Appearing out of nowhere at CES 2024, the Rabbit r1 was one of the biggest surprises revealed at the annual convention in Las Vegas. The device was so popular after the keynote reveal, that within 48 hours, Rabbit had sold out of its first two production runs, each run producing 10,000 units. For the possibilities that the r1 offers, the price of just $199 USD makes for a low entry point for a device that is challenging the big mobile phone providers like Apple and Samsung.

Samsung’s Ballie returned at CES 24
LG revealed their at home assistant.
Rabbit unveiled their r1 handheld device, selling 20,000 units in the first 48 hours

The Rabbit r1 is a small square orange device, around half the size of a mobile phone, and appears to be a simple handheld device. The truth, however, is that the tech inside indicates a product that could change the way people engage with apps and an insight into the future of mobile phones. The r1 is essentially a personal assistant, powered by AI to streamline and bring things together in one interface. It does this by understanding natural language requests through its ChatGPT-style large language model. But what makes the r1 stand apart is its breakthrough innovation called the Large Action Model. From here, the r1 is able to access all the apps it has been given access to, and seamlessly works between apps to deliver what has been requested.

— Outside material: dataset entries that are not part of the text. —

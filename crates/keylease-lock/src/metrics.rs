// Metrics for lock observability
// Counters per outcome for acquire, renew and release, plus held-time histogram

use metrics::{counter, describe_counter, describe_histogram, histogram};

pub const ACQUIRE_TOTAL: &str = "keylease_acquire_total";
pub const RENEW_TOTAL: &str = "keylease_renew_total";
pub const RELEASE_TOTAL: &str = "keylease_release_total";
pub const HELD_DURATION_SECONDS: &str = "keylease_held_duration_seconds";

/// Initialize metric descriptions
/// Should be called once at application startup, after installing a recorder
pub fn describe_metrics() {
    describe_counter!(ACQUIRE_TOTAL, "Total number of lock acquire attempts by outcome");
    describe_counter!(RENEW_TOTAL, "Total number of lease renewal attempts by outcome");
    describe_counter!(RELEASE_TOTAL, "Total number of lock release attempts by outcome");
    describe_histogram!(
        HELD_DURATION_SECONDS,
        "Time between acquiring and releasing a lease in seconds"
    );

    tracing::debug!("Lock metrics described");
}

/// Outcome label values
pub mod outcome {
    pub const ACQUIRED: &str = "acquired";
    pub const CONTENDED: &str = "contended";
    pub const REENTRANT: &str = "reentrant";
    pub const RENEWED: &str = "renewed";
    pub const MISMATCH: &str = "mismatch";
    pub const RELEASED: &str = "released";
    pub const OWNERSHIP_LOST: &str = "ownership_lost";
    pub const NOT_HELD: &str = "not_held";
    pub const ERROR: &str = "error";
}

pub fn record_acquire(outcome: &'static str) {
    counter!(ACQUIRE_TOTAL, "outcome" => outcome).increment(1);
}

pub fn record_renewal(outcome: &'static str) {
    counter!(RENEW_TOTAL, "outcome" => outcome).increment(1);
}

pub fn record_release(outcome: &'static str) {
    counter!(RELEASE_TOTAL, "outcome" => outcome).increment(1);
}

pub fn record_held_duration(secs: f64) {
    histogram!(HELD_DURATION_SECONDS).record(secs);
}
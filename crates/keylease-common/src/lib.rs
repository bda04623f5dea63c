//! Keylease Common - Shared constants, settings, and logging setup
//!
//! This crate provides the foundational pieces used across all Keylease components:
//! - Lease key namespacing
//! - Default timings for leases and store round trips
//! - Settings loading (`config` crate: defaults, file, environment)
//! - Tracing subscriber initialization

pub mod logging;
pub mod settings;

// Re-exports for convenience
pub use logging::init_tracing;
pub use settings::LockSettings;

/// Namespace prepended to every resource name to form the store key
pub const LOCK_KEY_PREFIX: &str = "lock:";

/// Default lease time-to-live (30 seconds)
pub const DEFAULT_LEASE_MS: u64 = 30_000;

/// Default bound for a single acquire or release round trip
pub const DEFAULT_OP_TIMEOUT_MS: u64 = 5_000;

/// Default bound for a single renewal round trip
pub const DEFAULT_RENEW_TIMEOUT_MS: u64 = 5_000;

/// Default bound for waiting on the renewal daemon to acknowledge a stop.
///
/// Kept above the renewal bound so an in-flight renewal can finish on its own.
pub const DEFAULT_STOP_TIMEOUT_MS: u64 = 10_000;

/// Smallest lease accepted; half of it must still be a non-zero renewal period
pub const MIN_LEASE_MS: u64 = 2;

/// Default Redis endpoint
pub const DEFAULT_REDIS_URL: &str = "redis://127.0.0.1:6379";

/// Environment variable prefix for settings overrides (e.g. `KEYLEASE_LEASE_MS`)
pub const ENV_PREFIX: &str = "KEYLEASE";

/// Build the namespaced store key for a resource name
pub fn lease_key(resource: &str) -> String {
    format!("{}{}", LOCK_KEY_PREFIX, resource)
}
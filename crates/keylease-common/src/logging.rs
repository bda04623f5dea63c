//! Tracing subscriber setup.
//!
//! Library code only emits `tracing` events; binaries and tests that want to
//! see them call [`init_tracing`] once. `RUST_LOG` takes precedence over the
//! directive passed in.

use tracing_subscriber::layer::SubscriberExt;
use tracing_subscriber::util::SubscriberInitExt;
use tracing_subscriber::{EnvFilter, fmt};

/// Default filter directive when neither `RUST_LOG` nor a caller directive is given
pub const DEFAULT_LOG_DIRECTIVE: &str = "info";

/// Install a global registry with an env filter and a fmt layer.
///
/// Returns an error instead of panicking if a global subscriber is already
/// installed, so repeated calls from tests are harmless.
pub fn init_tracing(directive: Option<&str>) -> anyhow::Result<()> {
    let filter = match EnvFilter::try_from_default_env() {
        Ok(filter) => filter,
        Err(_) => EnvFilter::try_new(directive.unwrap_or(DEFAULT_LOG_DIRECTIVE))?,
    };

    tracing_subscriber::registry()
        .with(filter)
        .with(fmt::layer().with_target(true))
        .try_init()?;

    tracing::debug!("Tracing initialized");
    Ok(())
}
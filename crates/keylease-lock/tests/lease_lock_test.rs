//! Lease lock protocol tests
//!
//! Mutual exclusion, failure handling, stop-before-delete ordering and the
//! staleness window of re-entrant acquire, against an instrumented store.

mod common;

use std::sync::Arc;
use std::sync::atomic::Ordering;
use std::time::Duration;

use common::{Call, RecordingStore};
use keylease_lock::{LeaseLock, LockError, LockOptions, LockState, MemoryLeaseStore, StoreError};

const LEASE: Duration = Duration::from_millis(200);

fn lock_on(
    store: &Arc<RecordingStore>,
    resource: &str,
    options: LockOptions,
) -> LeaseLock<RecordingStore> {
    LeaseLock::new(Arc::clone(store), resource, options).expect("valid lock options")
}

#[tokio::test(flavor = "multi_thread", worker_threads = 4)]
async fn test_concurrent_acquire_exactly_one_wins() {
    let store = Arc::new(MemoryLeaseStore::new());

    for round in 0..20 {
        let resource = format!("test-concurrent-{}", round);
        let lease = Duration::from_secs(5);
        let lock1 =
            Arc::new(LeaseLock::with_lease(Arc::clone(&store), resource.clone(), lease).unwrap());
        let lock2 = Arc::new(LeaseLock::with_lease(Arc::clone(&store), resource, lease).unwrap());

        let (a, b) = {
            let l1 = Arc::clone(&lock1);
            let l2 = Arc::clone(&lock2);
            let t1 = tokio::spawn(async move { l1.acquire().await });
            let t2 = tokio::spawn(async move { l2.acquire().await });
            (t1.await.unwrap().unwrap(), t2.await.unwrap().unwrap())
        };

        assert!(a ^ b, "expected exactly one winner, got {} and {}", a, b);

        let winner = if a { lock1 } else { lock2 };
        winner.release().await.unwrap();
    }
}

#[tokio::test(start_paused = true)]
async fn test_reentrant_acquire_skips_store() {
    let store = Arc::new(RecordingStore::new());
    let options = LockOptions::new(Duration::from_secs(5));
    let lock = lock_on(&store, "test-reentrant", options);

    assert!(lock.acquire().await.unwrap());
    assert!(lock.acquire().await.unwrap());
    assert_eq!(store.count(Call::Set), 1);

    lock.release().await.unwrap();
}

#[tokio::test(start_paused = true)]
async fn test_clean_release_lets_another_handle_in() {
    let store = Arc::new(RecordingStore::new());
    let first = lock_on(&store, "test-clean", LockOptions::new(LEASE));
    let second = lock_on(&store, "test-clean", LockOptions::new(LEASE));

    assert!(first.acquire().await.unwrap());
    first.release().await.unwrap();
    assert_eq!(store.inner.get("lock:test-clean"), None);

    assert!(second.acquire().await.unwrap());
    second.release().await.unwrap();
}

#[tokio::test(start_paused = true)]
async fn test_release_without_acquire_touches_nothing() {
    let store = Arc::new(RecordingStore::new());
    let lock = lock_on(&store, "test-not-held", LockOptions::new(LEASE));

    assert!(matches!(lock.release().await, Err(LockError::NotHeld)));
    assert!(store.calls().is_empty());
}

#[tokio::test(start_paused = true)]
async fn test_stop_precedes_delete() {
    let store = Arc::new(RecordingStore::new());
    let options = LockOptions::new(Duration::from_millis(20));
    let lock = lock_on(&store, "test-ordering", options);

    assert!(lock.acquire().await.unwrap());
    tokio::time::sleep(Duration::from_millis(55)).await;
    lock.release().await.unwrap();

    // Keep the clock moving in case anything is still scheduled
    tokio::time::sleep(Duration::from_millis(100)).await;

    let calls = store.calls();
    let delete_at = calls
        .iter()
        .position(|c| *c == Call::Delete)
        .expect("release issued a delete");

    assert!(
        calls[..delete_at].contains(&Call::Extend),
        "no renewal observed: {:?}",
        calls
    );
    assert!(
        !calls[delete_at..].contains(&Call::Extend),
        "renewal after delete: {:?}",
        calls
    );
}

#[tokio::test(start_paused = true)]
async fn test_acquire_store_failure() {
    let store = Arc::new(RecordingStore::new());
    store.faults.fail_set.store(true, Ordering::SeqCst);
    let lock = lock_on(&store, "test-acquire-failure", LockOptions::new(LEASE));

    let err = lock.acquire().await.unwrap_err();
    assert!(matches!(
        err,
        LockError::StoreUnavailable(StoreError::Backend(_))
    ));
    assert!(err.is_retryable());
    assert_eq!(lock.state().await, LockState::Unlocked);

    store.faults.fail_set.store(false, Ordering::SeqCst);
    assert!(lock.acquire().await.unwrap());
    lock.release().await.unwrap();
}

#[tokio::test(start_paused = true)]
async fn test_acquire_round_trip_timeout() {
    let store = Arc::new(RecordingStore::new());
    store.faults.stall_set.store(true, Ordering::SeqCst);
    let options = LockOptions::new(LEASE).with_op_timeout(Duration::from_millis(100));
    let lock = lock_on(&store, "test-acquire-timeout", options);

    let err = lock.acquire().await.unwrap_err();
    assert!(matches!(
        err,
        LockError::StoreUnavailable(StoreError::Timeout { operation: "set_if_absent", .. })
    ));
    assert!(!lock.is_held().await);
}

#[tokio::test(start_paused = true)]
async fn test_release_store_failure_keeps_lock_held() {
    let store = Arc::new(RecordingStore::new());
    let lock = lock_on(&store, "test-release-failure", LockOptions::new(LEASE));

    assert!(lock.acquire().await.unwrap());

    store.faults.fail_delete.store(true, Ordering::SeqCst);
    let err = lock.release().await.unwrap_err();
    assert!(matches!(err, LockError::StoreUnavailable(_)));
    assert_eq!(lock.state().await, LockState::Held);

    store.faults.fail_delete.store(false, Ordering::SeqCst);
    lock.release().await.unwrap();
    assert_eq!(lock.state().await, LockState::Unlocked);
    assert_eq!(store.inner.get("lock:test-release-failure"), None);
}

#[tokio::test(start_paused = true)]
async fn test_renewal_failures_do_not_stop_daemon() {
    let store = Arc::new(RecordingStore::new());
    store.faults.fail_extend.store(true, Ordering::SeqCst);
    let lock = lock_on(&store, "test-renew-failure", LockOptions::new(LEASE));

    assert!(lock.acquire().await.unwrap());

    // Ticks at 100, 200, 300, 400, 500ms all fail
    tokio::time::sleep(Duration::from_millis(550)).await;
    assert!(store.count(Call::Extend) >= 5);

    // The failures were never surfaced; the lease simply expired
    assert!(lock.is_held().await);
    assert_eq!(store.inner.get("lock:test-renew-failure"), None);

    let err = lock.release().await.unwrap_err();
    assert!(matches!(err, LockError::OwnershipLost { .. }));
    assert!(!lock.is_held().await);
}

#[tokio::test(start_paused = true)]
async fn test_stalled_renewal_finishes_before_delete() {
    let store = Arc::new(RecordingStore::new());
    store.faults.stall_extend.store(true, Ordering::SeqCst);
    let options = LockOptions::new(Duration::from_secs(1))
        .with_renew_timeout(Duration::from_millis(200))
        .with_stop_timeout(Duration::from_millis(500));
    let lock = lock_on(&store, "test-stalled-renewal", options);

    assert!(lock.acquire().await.unwrap());

    // First renewal at 500ms hangs until its own 200ms bound
    tokio::time::sleep(Duration::from_millis(600)).await;
    assert_eq!(store.count(Call::Extend), 1);

    // Release waits for the renewal to give up, then deletes
    let started = tokio::time::Instant::now();
    lock.release().await.unwrap();
    assert!(started.elapsed() >= Duration::from_millis(100));
    assert_eq!(store.inner.get("lock:test-stalled-renewal"), None);
    assert_eq!(store.calls(), vec![Call::Set, Call::Extend, Call::Delete]);
}

#[tokio::test(start_paused = true)]
async fn test_zero_stop_wait_is_rejected() {
    let store = Arc::new(RecordingStore::new());
    let options = LockOptions::new(LEASE).with_stop_timeout(Duration::ZERO);

    let result = LeaseLock::new(Arc::clone(&store), "test-zero-stop", options);
    assert!(matches!(result, Err(LockError::InvalidConfig(_))));
}

#[tokio::test(start_paused = true)]
async fn test_dropping_held_lock_stops_renewal() {
    let store = Arc::new(RecordingStore::new());
    let lock = lock_on(&store, "test-drop", LockOptions::new(LEASE));

    assert!(lock.acquire().await.unwrap());
    tokio::time::sleep(Duration::from_millis(250)).await;
    drop(lock);

    tokio::time::sleep(Duration::from_millis(10)).await;
    let renewals = store.count(Call::Extend);

    tokio::time::sleep(LEASE * 3).await;
    assert_eq!(store.count(Call::Extend), renewals);
    assert_eq!(store.inner.get("lock:test-drop"), None);
}

#[tokio::test(start_paused = true)]
async fn test_stale_handle_after_takeover() {
    let store = Arc::new(RecordingStore::new());
    store.faults.fail_extend.store(true, Ordering::SeqCst);
    let stale = lock_on(&store, "test-takeover", LockOptions::new(LEASE));
    let fresh = lock_on(&store, "test-takeover", LockOptions::new(LEASE));

    assert!(stale.acquire().await.unwrap());

    // Renewals fail, the lease runs out and someone else takes it
    tokio::time::sleep(LEASE + Duration::from_millis(50)).await;
    store.faults.fail_extend.store(false, Ordering::SeqCst);
    assert!(fresh.acquire().await.unwrap());
    let fresh_token = fresh.token().await;

    // The stale handle still believes it holds the lock
    assert!(stale.acquire().await.unwrap());

    // Its release cannot delete the new owner's lease
    assert!(matches!(
        stale.release().await,
        Err(LockError::OwnershipLost { .. })
    ));
    assert_eq!(store.inner.get("lock:test-takeover"), fresh_token);
    assert_eq!(stale.state().await, LockState::Unlocked);

    fresh.release().await.unwrap();
}

#[tokio::test(start_paused = true)]
async fn test_reacquire_after_release_uses_new_daemon() {
    let store = Arc::new(RecordingStore::new());
    let lock = lock_on(&store, "test-cycle", LockOptions::new(LEASE));

    for _ in 0..3 {
        assert!(lock.acquire().await.unwrap());
        tokio::time::sleep(LEASE * 2).await;
        assert_eq!(store.inner.get("lock:test-cycle"), lock.token().await);
        lock.release().await.unwrap();
    }

    let extends_after_cycles = store.count(Call::Extend);
    tokio::time::sleep(LEASE * 3).await;
    assert_eq!(store.count(Call::Extend), extends_after_cycles);
}
//! Lock error types

use keylease_store::StoreError;

/// Error type for lock acquire and release
#[derive(Debug, thiserror::Error)]
pub enum LockError {
    /// Transport or backend failure; local state is unchanged and the call may be retried
    #[error("lock store unavailable: {0}")]
    StoreUnavailable(#[from] StoreError),

    /// Release attempted without holding the lease
    #[error("lock not held by current session")]
    NotHeld,

    /// The lease expired or was taken over before release ran.
    ///
    /// The critical section may have run without exclusivity for some
    /// trailing interval. Retrying the release does not help.
    #[error("lock value mismatch - possibly expired or stolen")]
    OwnershipLost { key: String },

    #[error("invalid lock configuration: {0}")]
    InvalidConfig(String),
}

impl LockError {
    /// Only store failures are worth retrying
    pub fn is_retryable(&self) -> bool {
        matches!(self, LockError::StoreUnavailable(_))
    }
}

pub type Result<T> = std::result::Result<T, LockError>;
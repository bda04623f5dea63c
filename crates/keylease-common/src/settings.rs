//! Lock settings loading.
//!
//! Sources are layered the same way for every deployment: built-in defaults,
//! then an optional settings file, then `KEYLEASE_*` environment variables.

use anyhow::Context;
use config::{Config, Environment};
use serde::Deserialize;

use crate::{
    DEFAULT_LEASE_MS, DEFAULT_OP_TIMEOUT_MS, DEFAULT_REDIS_URL, DEFAULT_RENEW_TIMEOUT_MS,
    DEFAULT_STOP_TIMEOUT_MS, ENV_PREFIX,
};

/// Externally configurable lock settings (all durations in milliseconds)
#[derive(Debug, Clone, PartialEq, Eq, Deserialize)]
pub struct LockSettings {
    /// Lease time-to-live; renewal runs every half of it
    pub lease_ms: u64,
    /// Bound for one acquire or release round trip
    pub op_timeout_ms: u64,
    /// Bound for one renewal round trip
    pub renew_timeout_ms: u64,
    /// Bound for waiting on the renewal daemon to stop
    pub stop_timeout_ms: u64,
    /// Store endpoint
    pub redis_url: String,
}

impl Default for LockSettings {
    fn default() -> Self {
        Self {
            lease_ms: DEFAULT_LEASE_MS,
            op_timeout_ms: DEFAULT_OP_TIMEOUT_MS,
            renew_timeout_ms: DEFAULT_RENEW_TIMEOUT_MS,
            stop_timeout_ms: DEFAULT_STOP_TIMEOUT_MS,
            redis_url: DEFAULT_REDIS_URL.to_string(),
        }
    }
}

impl LockSettings {
    /// Load settings from defaults, an optional file and the environment.
    ///
    /// The file format is picked from its extension (`.toml`, `.yaml`, `.json`).
    /// A missing file is not an error.
    pub fn load(path: Option<&str>) -> anyhow::Result<Self> {
        let mut builder = Config::builder()
            .set_default("lease_ms", DEFAULT_LEASE_MS)?
            .set_default("op_timeout_ms", DEFAULT_OP_TIMEOUT_MS)?
            .set_default("renew_timeout_ms", DEFAULT_RENEW_TIMEOUT_MS)?
            .set_default("stop_timeout_ms", DEFAULT_STOP_TIMEOUT_MS)?
            .set_default("redis_url", DEFAULT_REDIS_URL)?;

        if let Some(path) = path {
            builder = builder.add_source(config::File::with_name(path).required(false));
        }

        let settings = builder
            .add_source(
                Environment::with_prefix(ENV_PREFIX)
                    .separator("__")
                    .try_parsing(true),
            )
            .build()
            .context("failed to build lock settings")?;

        let settings: LockSettings = settings
            .try_deserialize()
            .context("failed to deserialize lock settings")?;

        tracing::debug!(
            lease_ms = settings.lease_ms,
            op_timeout_ms = settings.op_timeout_ms,
            "Lock settings loaded"
        );

        Ok(settings)
    }
}
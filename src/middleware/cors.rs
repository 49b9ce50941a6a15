use axum::{
    extract::Request,
    http::{header, HeaderMap, HeaderValue, Method, StatusCode},
    middleware::Next,
    response::{IntoResponse, Response},
};

/// Stamp the fixed CORS headers onto a response.
fn apply_cors_headers(headers: &mut HeaderMap) {
    headers.insert(
        header::ACCESS_CONTROL_ALLOW_ORIGIN,
        HeaderValue::from_static("*"),
    );
    headers.insert(
        header::ACCESS_CONTROL_ALLOW_METHODS,
        HeaderValue::from_static("GET, POST, OPTIONS"),
    );
    headers.insert(
        header::ACCESS_CONTROL_ALLOW_HEADERS,
        HeaderValue::from_static("Content-Type, X-Custom-Auth"),
    );
}

/// Answer CORS preflights and stamp CORS headers on every other response.
///
/// Preflights short-circuit here with 204 before auth or routing run, on any
/// path. Everything else passes through and gets the same three headers,
/// error responses included.
pub async fn cors_middleware(req: Request, next: Next) -> Response {
    if req.method() == Method::OPTIONS {
        let mut response = StatusCode::NO_CONTENT.into_response();
        apply_cors_headers(response.headers_mut());
        return response;
    }

    let mut response = next.run(req).await;
    apply_cors_headers(response.headers_mut());
    response
}
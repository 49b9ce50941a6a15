pub mod config;
pub mod error;
pub mod handlers;
pub mod middleware;
pub mod services;
pub mod startup;

use axum::{
    middleware::{from_fn, from_fn_with_state},
    routing::get,
    Router,
};
use tower_http::trace::TraceLayer;

use crate::handlers::{health::health_check, remedy::remedy};
use crate::middleware::{auth::auth_middleware, cors::cors_middleware};
use crate::startup::AppState;

/// Assemble the application router.
///
/// The remedy handler answers the root route and acts as the fallback, so
/// every path behaves the same. `/health` is the single unauthenticated
/// exception, for liveness probes. The CORS middleware is outermost: it
/// answers preflights before auth runs and stamps headers on every response.
pub fn app_router(state: AppState) -> Router {
    let remedy_routes = Router::new()
        .route("/", get(remedy).post(remedy))
        .fallback(remedy)
        .layer(from_fn_with_state(state.clone(), auth_middleware));

    Router::new()
        .route("/health", get(health_check))
        .merge(remedy_routes)
        .layer(from_fn(cors_middleware))
        .layer(TraceLayer::new_for_http())
        .with_state(state)
}
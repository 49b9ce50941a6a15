//! OpenAI provider implementation.
//!
//! Sends a single user message to the chat completions endpoint and returns
//! the raw completion. No retry and no application-level timeout: the one
//! outbound call lives exactly as long as the inbound request that caused it.

use super::{ChatMessage, Completion, CompletionProvider, CompletionRequest, ProviderError};
use async_trait::async_trait;
use reqwest::Client;

/// OpenAI API base URL.
pub const OPENAI_API_BASE: &str = "https://api.openai.com/v1";

/// OpenAI provider configuration.
#[derive(Debug, Clone)]
pub struct OpenAiConfig {
    pub api_key: String,
    pub model: String,
    pub base_url: String,
    pub max_tokens: Option<u32>,
}

/// OpenAI chat-completion provider.
pub struct OpenAiProvider {
    config: OpenAiConfig,
    client: Client,
}

impl OpenAiProvider {
    pub fn new(config: OpenAiConfig) -> Self {
        Self {
            config,
            client: Client::new(),
        }
    }

    fn completions_url(&self) -> String {
        format!("{}/chat/completions", self.config.base_url.trim_end_matches('/'))
    }
}

#[async_trait]
impl CompletionProvider for OpenAiProvider {
    async fn complete(&self, prompt: &str) -> Result<Completion, ProviderError> {
        if self.config.api_key.is_empty() {
            return Err(ProviderError::NotConfigured(
                "OpenAI API key is not set".to_string(),
            ));
        }

        let request = CompletionRequest {
            model: self.config.model.clone(),
            messages: vec![ChatMessage::user(prompt)],
            max_tokens: self.config.max_tokens,
        };

        tracing::debug!(
            model = %self.config.model,
            prompt_len = prompt.len(),
            "Sending request to OpenAI API"
        );

        let response = self
            .client
            .post(self.completions_url())
            .bearer_auth(&self.config.api_key)
            .json(&request)
            .send()
            .await
            .map_err(|e| ProviderError::NetworkError(e.to_string()))?;

        if !response.status().is_success() {
            let status = response.status().as_u16();
            let body = response.text().await.unwrap_or_default();
            return Err(ProviderError::ApiError { status, body });
        }

        response
            .json::<Completion>()
            .await
            .map_err(|e| ProviderError::MalformedResponse(e.to_string()))
    }
}
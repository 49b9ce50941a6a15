//! Liveness probe tests.

mod common;

use common::TestApp;
use remedy_service::services::providers::mock::MockCompletionProvider;
use reqwest::StatusCode;
use std::sync::Arc;

#[tokio::test]
async fn health_check_returns_ok_without_auth() {
    let app = TestApp::spawn(Arc::new(MockCompletionProvider::empty())).await;

    let response = app
        .client
        .get(app.url("/health"))
        .send()
        .await
        .expect("Failed to send request");

    assert_eq!(response.status(), StatusCode::OK);

    let body: serde_json::Value = response.json().await.expect("Failed to parse JSON");
    assert_eq!(body["status"], "ok");
    assert_eq!(body["service"], "remedy-service");
}
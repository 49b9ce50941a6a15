//! Prompt construction for the remedy endpoint.
//!
//! The instruction asks the model for a bare one-line JSON document; the
//! caller-supplied term is interpolated verbatim. Callers are trusted once
//! they pass the auth gate, so no sanitization happens here.

/// Build the user-role instruction for the given diagnosis term.
pub fn build_remedy_prompt(diagnosis: &str) -> String {
    format!(
        "Generate a JSON response only without any other text, do not include any \
         newlines or backslashes. The JSON should contain an overTheCounter key with \
         one over the counter medication that can treat {diagnosis}, a homeopathy key \
         with a homeopathy treatment for the same diagnosis, a home key with a home \
         remedy for the same diagnosis, and a prescription key with a prescription \
         medication for the same diagnosis. Each of those objects should have a title \
         key representing the treatment, a description key, and a sideEffects key. \
         Finally include a diagnosis key holding an object with a description key and \
         a symptoms key, where symptoms is a comma-separated string, not an array."
    )
}

#[cfg(test)]
mod tests {
    use super::*;

    #[test]
    fn prompt_interpolates_the_diagnosis_term() {
        let prompt = build_remedy_prompt("fever");
        assert!(prompt.contains("treat fever"));
    }

    #[test]
    fn prompt_names_every_expected_key() {
        let prompt = build_remedy_prompt("migraine");
        for key in [
            "overTheCounter",
            "homeopathy",
            "home",
            "prescription",
            "diagnosis",
            "title",
            "description",
            "sideEffects",
            "symptoms",
        ] {
            assert!(prompt.contains(key), "prompt missing key {key}");
        }
    }

    #[test]
    fn prompt_is_a_single_line() {
        assert!(!build_remedy_prompt("flu").contains('\n'));
    }
}
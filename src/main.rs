use remedy_service::config::RemedyConfig;
use remedy_service::startup::Application;

use tracing_subscriber::EnvFilter;

#[tokio::main]
async fn main() -> std::io::Result<()> {
    tracing_subscriber::fmt()
        .with_env_filter(
            EnvFilter::try_from_default_env().unwrap_or_else(|_| EnvFilter::new("info")),
        )
        .init();

    let config = RemedyConfig::load().map_err(|e| {
        tracing::error!("Failed to load configuration: {}", e);
        std::io::Error::other(format!("Configuration error: {}", e))
    })?;

    let app = Application::build(config).await.map_err(|e| {
        tracing::error!("Failed to build application: {}", e);
        std::io::Error::other(format!("Startup error: {}", e))
    })?;

    app.run_until_stopped().await
}
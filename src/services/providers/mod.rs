//! Completion provider abstractions and implementations.
//!
//! This module provides a trait-based abstraction over chat-completion
//! backends, allowing easy swapping between the real OpenAI client and a
//! canned mock in tests.

pub mod mock;
pub mod openai;

use async_trait::async_trait;
use serde::{Deserialize, Serialize};
use thiserror::Error;

/// Error type for provider operations.
#[derive(Error, Debug)]
pub enum ProviderError {
    #[error("Provider not configured: {0}")]
    NotConfigured(String),

    #[error("API error {status}: {body}")]
    ApiError { status: u16, body: String },

    #[error("Network error: {0}")]
    NetworkError(String),

    #[error("Malformed provider response: {0}")]
    MalformedResponse(String),
}

/// A single message in a chat-completion conversation.
#[derive(Debug, Clone, Serialize, Deserialize)]
pub struct ChatMessage {
    pub role: String,
    pub content: String,
}

impl ChatMessage {
    pub fn user(content: impl Into<String>) -> Self {
        Self {
            role: "user".to_string(),
            content: content.into(),
        }
    }
}

/// Request body for the chat completions endpoint.
#[derive(Debug, Clone, Serialize)]
pub struct CompletionRequest {
    pub model: String,
    pub messages: Vec<ChatMessage>,
    #[serde(skip_serializing_if = "Option::is_none")]
    pub max_tokens: Option<u32>,
}

/// One candidate completion returned by the upstream service.
#[derive(Debug, Clone, Deserialize)]
pub struct CompletionChoice {
    pub message: CompletionMessage,
}

/// The message payload of a completion choice.
#[derive(Debug, Clone, Deserialize)]
pub struct CompletionMessage {
    pub content: Option<String>,
}

/// Result of a completion call.
#[derive(Debug, Clone, Deserialize)]
pub struct Completion {
    #[serde(default)]
    pub choices: Vec<CompletionChoice>,
}

impl Completion {
    /// Content of the first choice, if the upstream returned any.
    pub fn first_content(&self) -> Option<&str> {
        self.choices
            .first()
            .and_then(|choice| choice.message.content.as_deref())
    }
}

/// Trait for chat-completion providers (e.g., OpenAI).
#[async_trait]
pub trait CompletionProvider: Send + Sync {
    /// Run a single user prompt through the model and return the raw result.
    async fn complete(&self, prompt: &str) -> Result<Completion, ProviderError>;
}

Unlike other AI assistants, the r1 can take complex requests, break it down into a variety of tasks, and complete them all together. This removes the need for individual apps for a user to jump between, essentially removing the need for apps. While the proliferation of apps on mobile devices has made life easier, there are now so many apps to constantly switch between, user interfaces across mobile devices have become cluttered and difficult to interact with. Rabbit promises to change this, removing apps to create one app/space to do everything.

Firstly users would need to authenticate the apps they want Rabbit to access. Once this is done, the r1 will be able to interact with the apps using ‘rabbits’, AI agents that can interact with the apps in the background whenever a user prompts the r1 for anything. These rabbits will go through and interact with the app, pulling in relevant information, and can even purchase on behalf of the user if the user confirms they are happy to proceed.

Rabbit r1 can respond to voice prompts 10 times faster than other voice assistants, such as Siri and Alexa. In action, a user can ask the r1 to organize an Uber, or multiple Uber, for a group of people. It could then order food off DoorDash, for the food to arrive at the same location that the Uber would be heading to. This can all be done with one voice prompt asking r1 to organize everything. But the real showcase was asking the r1 to fully plan out a trip to London, including recommended flights and accommodation, in which a user can select which options they want, then r1 can then purchase tickets and accommodation. It’s even possible for it to design an itinerary for the holiday.

AI continues to improve and streamline life, but it has predominantly been siloed into certain components. The likes of ChatGPT and Bard pull from internet searches but are mainly meant for research and suggestions, less about taking further action off the back of results. AI agents are an emerging trend that is designed to start taking action, but the technology has yet to evolve to a point where these agents can conduct anything at the same level as a human, until now. Rabbit appears to be able to interact with a multitude of apps that people have become reliant on.

With delivery of the first two runs of the r1 expected to ship in March, time will tell if this device lives up to what has been shown off so far. But this is an intriguing proposition, and one that could reshape how we interact with the world. Due to the development of their Large Action Models, Rabbit insisted that their product is something that would not be possible in a mobile phone. Samsung has just unveiled their Galaxy AI-infused devices and it will be interesting to see how the influence of Rabbit’s offering may shape the device space in 2024.